▸ **Exercise objective**
Read through the listing below and copy each line in which the word "AppError" occurs.

═══

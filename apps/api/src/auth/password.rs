use argon2::password_hash::{rand_core::OsRng, SaltString};
use argon2::{Argon2, PasswordHash, PasswordHasher, PasswordVerifier};

use crate::errors::AppError;

/// Hashes a password with Argon2id and a fresh random salt.
pub fn hash_password(password: &str) -> Result<String, AppError> {
    let salt = SaltString::generate(&mut OsRng);
    Argon2::default()
        .hash_password(password.as_bytes(), &salt)
        .map(|hash| hash.to_string())
        .map_err(|e| AppError::Internal(anyhow::anyhow!("Password hashing failed: {e}")))
}

/// Verifies a password against a stored PHC-format hash.
/// A malformed stored hash counts as a failed verification.
pub fn verify_password(password: &str, stored_hash: &str) -> bool {
    PasswordHash::new(stored_hash)
        .map(|parsed| {
            Argon2::default()
                .verify_password(password.as_bytes(), &parsed)
                .is_ok()
        })
        .unwrap_or(false)
}
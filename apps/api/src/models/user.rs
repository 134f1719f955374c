#![allow(dead_code)]

use chrono::{DateTime, Utc};
use serde::{Deserialize, Serialize};
use sqlx::FromRow;
use uuid::Uuid;

#[derive(Debug, Clone, FromRow)]
pub struct UserRow {
    pub id: Uuid,
    pub username: String,
    pub email: String,
    pub password_hash: String,
    pub created_at: DateTime<Utc>,
    pub last_login: Option<DateTime<Utc>>,
}

/// User shape returned to clients. Never exposes the password hash.
#[derive(Debug, Clone, Serialize, Deserialize)]
pub struct PublicUser {
    pub id: Uuid,
    pub username: String,
    pub email: String,
}

impl From<UserRow> for PublicUser {
    fn from(row: UserRow) -> Self {
        PublicUser {
            id: row.id,
            username: row.username,
            email: row.email,
        }
    }
}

═══

▸ **Response for this exercise**
use crate::errors::AppError;
pub fn hash_password(password: &str) -> Result<String, AppError> {
        .map_err(|e| AppError::Internal(anyhow::anyhow!("Password hashing failed: {e}")))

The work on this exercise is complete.